Zacho began to exhibit at Charlottenborg as early as 1865 with En Septemberdag (A September Day) painted in Jutland like most of his earlier works. Later landscapes were of Zealand, Møn and Bornholm. Some of his most successful works are those of woods in the springtime where streams run under tree tops bathed in sunlight. Two of his most appreciated works are his painting of Vinterbillede fra Bretagne, Den første Sne (The First Snow, 1881) and Et stille Vand i Dyrehaven (Quiet Waters in the Dyrhave, 1884). His works can only be described as talented.
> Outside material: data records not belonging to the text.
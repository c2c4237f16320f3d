use game_core::{DEFAULT_MAX_GUESSES, Dictionary, GameSession, GuessOutcome};
use game_types::{GameStatus, Score, Word};

/// Creates a test dictionary with a known set of four-letter words
pub fn create_test_dictionary() -> Dictionary {
    let word_list = "code\ndove\nrain\nmist\nglow\nfern\nharp\nlock\nwasp\nclip\ndusk\nfrog";
    Dictionary::from_word_list(word_list, 4)
}

/// Creates a session with a fixed target word
pub fn create_session_with_target(target: &str) -> GameSession {
    GameSession::new(Word::new(target), DEFAULT_MAX_GUESSES)
}

/// Submits a guess that is expected to be accepted and returns its
/// score and the resulting status
pub fn submit_accepted(
    session: &mut GameSession,
    dictionary: &Dictionary,
    word: &str,
) -> (Score, GameStatus) {
    match session.submit_guess(word, dictionary).unwrap() {
        GuessOutcome::Accepted { record, status, .. } => (record.score, status),
        GuessOutcome::Rejected(err) => panic!("Guess {:?} unexpectedly rejected: {}", word, err),
    }
}

/// Asserts a guess is rejected and the session is left untouched
pub fn assert_rejected(session: &mut GameSession, dictionary: &Dictionary, word: &str) {
    let history_before = session.history().len();
    let status_before = session.status();

    match session.submit_guess(word, dictionary).unwrap() {
        GuessOutcome::Rejected(_) => {}
        GuessOutcome::Accepted { .. } => panic!("Guess {:?} unexpectedly accepted", word),
    }

    assert_eq!(session.history().len(), history_before);
    assert_eq!(session.status(), status_before);
}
From a historical viewpoint, his paintings from France, executed with a well-developed technique and a strong sense of colour, are important as they give us a better understanding of the painters who followed in his footsteps. A good example is Vinterbillede fra Bretagne (Winter Scene from Brittany), 1881). Zacho continued to follow the style of the older generation of French landscape painters, especially Théodore Rousseau. There is no sign of Impressionism in his work as can be seen from his paintings of Brittany. Taken as a whole, he work can be said to fall in the Danish landscape tradition. His paintings of Bornholm and Zealand are delicately conceived but are a little conservative. In later life, he also painted portraits. He is however remembered above all for his more traditional, idyllic works which often depicted scenes of Danish beech woods. Zacho was awarded the Thorvaldsen Medal in 1884.

==Awards==

Zacho was awarded the Thorvaldsen Medal in 1884 for his Et stille Vand i Dyrehaven.